Die preußische Bürokratie ist wiederauferstanden und hat sich des irischen Bauamtes bemächtigt. Mein Freund Aribert wollte an seinem reetgedeckten Haus an der irischen Westküste einen Anbau errichten. Die Genehmigung lag vor, und so begann er mit einem Maurer die Steine hochzuziehen. Ein missgünstiger Nachbar zeigte Aribert jedoch anonym an, weil der Rohbau eine Tür, die im Plan ein Fenster war, sowie einen nicht eingezeichneten Kamin enthielt. Die Behörde stoppte den Bau: Aribert müsse neue Pläne einreichen. Das war vor einem Jahr.

Seitdem hat er viele Pläne eingereicht, die ihm alle zurückgeschickt wurden. Einmal hatte er das bestehende Haus rot und den Anbau grün umrandet statt umgekehrt. Ein anderes Mal hatte er den Bestimmungszweck der Zimmer im Anbau nicht eingezeichnet, als ob jemand später kontrollieren würde, ob im Kinderzimmer tatsächlich Kinder schlafen.

Wer bauen will, muss am Grundstück auf einem A4-Blatt in wasserdichter Folie seine Absicht kundtun, damit die Nachbarn die Gelegenheit haben, einem die Suppe zu versalzen. Das hatte Aribert jedes Mal gewissenhaft erledigt, beim neuen Anlauf fiel er dennoch durch: Bei einem Wiederholungsantrag muss die Notiz auf gelbem Papier verfasst sein, belehrte ihn das Amt, wies ihn aber zum Glück darauf hin, dass er die Notiz beim nächsten Mal auf weißes Papier zu schreiben habe, da die Vorschrift nächste Woche geändert werde.

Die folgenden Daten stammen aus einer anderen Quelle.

//! Kernel utilities shared across features and applications.
//! Keep this crate lightweight: layered config loading and presentation helpers that
//! have no business logic of their own.
//!
//! ## Price formatting
//! ```rust
//! use apb_kernel::format::format_price;
//! use apb_kernel::domain::experience::Price;
//!
//! assert_eq!(format_price(Some(&Price::Amount(140_000.0))), "$140.000");
//! assert_eq!(format_price(None), "N/A");
//! ```
//!
//! ## Config loading (non-wasm)
//! ```rust,ignore
//! use apb_kernel::config::load_config;
//! use apb_kernel::domain::config::AppConfig;
//!
//! let cfg: AppConfig = load_config(Some("appueblear.toml")).unwrap();
//! ```
#[cfg(not(target_arch = "wasm32"))]
pub mod config;
pub mod format;

pub use apb_domain as domain;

Bei jedem Formfehler erhält man die Verwaltungsgebühr per Scheck zurück und muss dieselbe Summe erneut entrichten, wenn man den korrigierten Antrag einreicht. Aribert wollte das Verfahren abkürzen und legte dem Neuantrag den nicht eingelösten Behördenscheck bei. Das war wieder ein Fehler. Zwar handelte es sich um dieselbe Summe, aber das Bauamt lehnte den eigenen Scheck ab. Hatte man Angst, dass er platzen würde?

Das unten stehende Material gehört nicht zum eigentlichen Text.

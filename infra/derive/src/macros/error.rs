use fxhash::FxHashSet;
use proc_macro2::TokenStream;
use quote::{format_ident, quote};
use syn::{Attribute, Data, DeriveInput, Field, Fields, FieldsNamed, Ident, Type, Variant};

/// What the expansion needs to know about one variant.
struct ErrorVariant<'a> {
    ident: &'a Ident,
    source: Option<&'a Field>,
    has_context: bool,
    cfg: Vec<&'a Attribute>,
}

impl ErrorVariant<'_> {
    fn is_internal(&self) -> bool {
        self.ident == "Internal"
    }
}

pub fn expand(input: DeriveInput) -> TokenStream {
    let Data::Enum(data) = &input.data else {
        return syn::Error::new_spanned(&input.ident, "apb_error can only be applied to enums")
            .to_compile_error();
    };

    let variants = match data.variants.iter().map(ErrorVariant::parse).collect::<Result<Vec<_>, _>>()
    {
        Ok(variants) => variants,
        Err(err) => return err.to_compile_error(),
    };

    let name = &input.ident;
    let ext = format_ident!("{name}Ext");

    let derives = missing_derives(&input);
    let ext_trait = ext_trait(name, &ext, &variants);
    let source_impls = variants.iter().filter_map(|v| source_impls(name, &ext, v));
    let internal_impls = variants.iter().find(|v| v.is_internal()).map(|v| internal_impls(name, v));
    let kind_impl = kind_impl(name, &variants);

    quote! {
        #[allow(non_shorthand_field_patterns)]
        #derives
        #input

        #ext_trait
        #(#source_impls)*
        #internal_impls
        #kind_impl

        #[allow(dead_code)]
        fn format_context(
            context: &Option<std::borrow::Cow<'static, str>>,
        ) -> std::borrow::Cow<'static, str> {
            context
                .as_ref()
                .map_or(std::borrow::Cow::Borrowed(""), |c| std::borrow::Cow::Owned(format!(" ({c})")))
        }
    }
}

impl<'a> ErrorVariant<'a> {
    fn parse(variant: &'a Variant) -> syn::Result<Self> {
        let Fields::Named(fields) = &variant.fields else {
            return Err(syn::Error::new_spanned(
                variant,
                "apb_error requires named fields for source/context handling",
            ));
        };

        let has_context = context_field(fields)?.is_some();
        let source = fields.named.iter().find(|field| is_source(field));

        if source.is_some() && !has_context {
            return Err(syn::Error::new_spanned(
                &variant.ident,
                "apb_error requires `context: Option<Cow<'static, str>>` for variants with a source",
            ));
        }

        Ok(Self {
            ident: &variant.ident,
            source,
            has_context,
            cfg: variant.attrs.iter().filter(|attr| attr.path().is_ident("cfg")).collect(),
        })
    }
}

fn context_field(fields: &FieldsNamed) -> syn::Result<Option<&Field>> {
    let Some(field) =
        fields.named.iter().find(|field| field.ident.as_ref().is_some_and(|i| i == "context"))
    else {
        return Ok(None);
    };

    if is_cow_str_option(&field.ty) {
        Ok(Some(field))
    } else {
        Err(syn::Error::new_spanned(&field.ty, "context field must be Option<Cow<'static, str>>"))
    }
}

fn is_source(field: &Field) -> bool {
    field.ident.as_ref().is_some_and(|ident| ident == "source")
        || field.attrs.iter().any(|attr| attr.path().is_ident("source") || attr.path().is_ident("from"))
}

fn missing_derives(input: &DeriveInput) -> TokenStream {
    let mut present = FxHashSet::default();
    for attr in input.attrs.iter().filter(|attr| attr.path().is_ident("derive")) {
        let _ = attr.parse_nested_meta(|meta| {
            if let Some(last) = meta.path.segments.last() {
                present.insert(last.ident.to_string());
            }
            Ok(())
        });
    }

    let mut derives = Vec::new();
    if !present.contains("Debug") {
        derives.push(quote! { Debug });
    }
    if !present.contains("Error") {
        derives.push(quote! { ::thiserror::Error });
    }

    if derives.is_empty() { quote! {} } else { quote! { #[derive(#(#derives),*)] } }
}

fn ext_trait(name: &Ident, ext: &Ident, variants: &[ErrorVariant<'_>]) -> TokenStream {
    let arms = variants.iter().filter(|v| v.has_context).map(|v| {
        let ident = v.ident;
        let cfg = &v.cfg;
        quote! { #(#cfg)* #name::#ident { context: c, .. } => *c = Some(context.into()), }
    });

    quote! {
        pub trait #ext<T> {
            fn context(self, context: impl Into<std::borrow::Cow<'static, str>>) -> Result<T, #name>;
        }

        #[automatically_derived]
        impl<T> #ext<T> for Result<T, #name> {
            #[inline]
            fn context(self, context: impl Into<std::borrow::Cow<'static, str>>) -> Self {
                self.map_err(|mut e| {
                    #[allow(unreachable_patterns)]
                    match &mut e {
                        #( #arms )*
                        _ => {}
                    }
                    e
                })
            }
        }
    }
}

fn source_impls(name: &Ident, ext: &Ident, v: &ErrorVariant<'_>) -> Option<TokenStream> {
    if v.is_internal() {
        return None;
    }
    let source = v.source?;
    let field = source.ident.as_ref()?;
    let ty = &source.ty;
    let ident = v.ident;
    let cfg = &v.cfg;

    Some(quote! {
        #(#cfg)*
        #[automatically_derived]
        impl From<#ty> for #name {
            #[inline]
            fn from(#field: #ty) -> Self { Self::#ident { #field, context: None } }
        }

        #(#cfg)*
        impl<T> #ext<T> for std::result::Result<T, #ty> {
            #[inline]
            fn context(
                self,
                context: impl Into<std::borrow::Cow<'static, str>>,
            ) -> std::result::Result<T, #name> {
                self.map_err(|#field| #name::#ident { #field, context: Some(context.into()) })
            }
        }
    })
}

fn internal_impls(name: &Ident, internal: &ErrorVariant<'_>) -> TokenStream {
    let cfg = &internal.cfg;

    quote! {
        #(#cfg)*
        impl From<&'static str> for #name {
            #[inline]
            fn from(s: &'static str) -> Self {
                Self::Internal { message: std::borrow::Cow::Borrowed(s), context: None }
            }
        }
        #(#cfg)*
        impl From<String> for #name {
            #[inline]
            fn from(s: String) -> Self {
                Self::Internal { message: std::borrow::Cow::Owned(s), context: None }
            }
        }
    }
}

fn kind_impl(name: &Ident, variants: &[ErrorVariant<'_>]) -> TokenStream {
    let arms = variants.iter().map(|v| {
        let ident = v.ident;
        let cfg = &v.cfg;
        let label = ident.to_string();
        quote! { #(#cfg)* Self::#ident { .. } => #label, }
    });

    quote! {
        #[automatically_derived]
        impl #name {
            /// Variant name, suitable as a structured log field.
            #[must_use]
            pub const fn kind(&self) -> &'static str {
                match self {
                    #( #arms )*
                }
            }
        }
    }
}

/// Matches `Option<Cow<'static, str>>` by the last path segments.
fn is_cow_str_option(ty: &Type) -> bool {
    let Some(inner) = single_generic(ty, "Option") else {
        return false;
    };
    let Type::Path(path) = inner else {
        return false;
    };
    let Some(segment) = path.path.segments.last() else {
        return false;
    };
    if segment.ident != "Cow" {
        return false;
    }
    let syn::PathArguments::AngleBracketed(args) = &segment.arguments else {
        return false;
    };

    let mut args = args.args.iter();
    let lifetime_ok = matches!(args.next(), Some(syn::GenericArgument::Lifetime(lt)) if lt.ident == "static");
    let str_ok = matches!(
        args.next(),
        Some(syn::GenericArgument::Type(Type::Path(p)))
            if p.path.segments.last().is_some_and(|s| s.ident == "str")
    );
    lifetime_ok && str_ok
}

fn single_generic<'a>(ty: &'a Type, wrapper: &str) -> Option<&'a Type> {
    let Type::Path(path) = ty else {
        return None;
    };
    let segment = path.path.segments.last()?;
    if segment.ident != wrapper {
        return None;
    }
    let syn::PathArguments::AngleBracketed(args) = &segment.arguments else {
        return None;
    };
    match args.args.first()? {
        syn::GenericArgument::Type(inner) => Some(inner),
        _ => None,
    }
}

Neulich ersann das Bauamt eine neue Variante im Katz-und-Maus-Spiel. Diesmal lehnte es den Antrag ab, weil Aribert das Dach des Anbaus mit Kupfer decken wollte. Es müsse wie das alte Haus mit Reet gedeckt werden, beschied die Behörde. Auf Ariberts Einwand, dass der Brandschutzbeauftragte ihm Reet verboten habe, weil der Anbau zu nah an der Grundstücksgrenze stehe, meinte der Bauamtschimmel, dass Brandschutzbeauftragte nichts zu sagen haben.

Dann dämmerte ihm offenbar, dass man ihn möglicherweise zur Verantwortung ziehen würde, falls das Dorf wegen des von ihm erzwungenen Reetdaches in Flammen aufginge, und er schlug vor: Wenn schon Dachziegel, dann aus Schiefer, aber in dem Fall müsse das Reet auf dem alten Haus heruntergepult und durch Dachziegel ersetzt werden. „Schließlich handelt es sich um eine verwundbare Landschaft“, fügte er mit erhobenem Zeigefinger hinzu. Er arbeitet für dieselbe Behörde, die im Nachbarort die wunderschöne Landschaft durch ein grauenhaftes Hotel im Stile eines Wildwestforts verschandeln ließ, während die irische Tourismusindustrie mit Fotos von reetgedeckten Häusern wirbt, vor denen ein paar Schafe herumlungern.

Aribert überlegt nun, ob er den halbfertigen Anbau in die Luft sprengen soll. Oder doch lieber das Bauamt.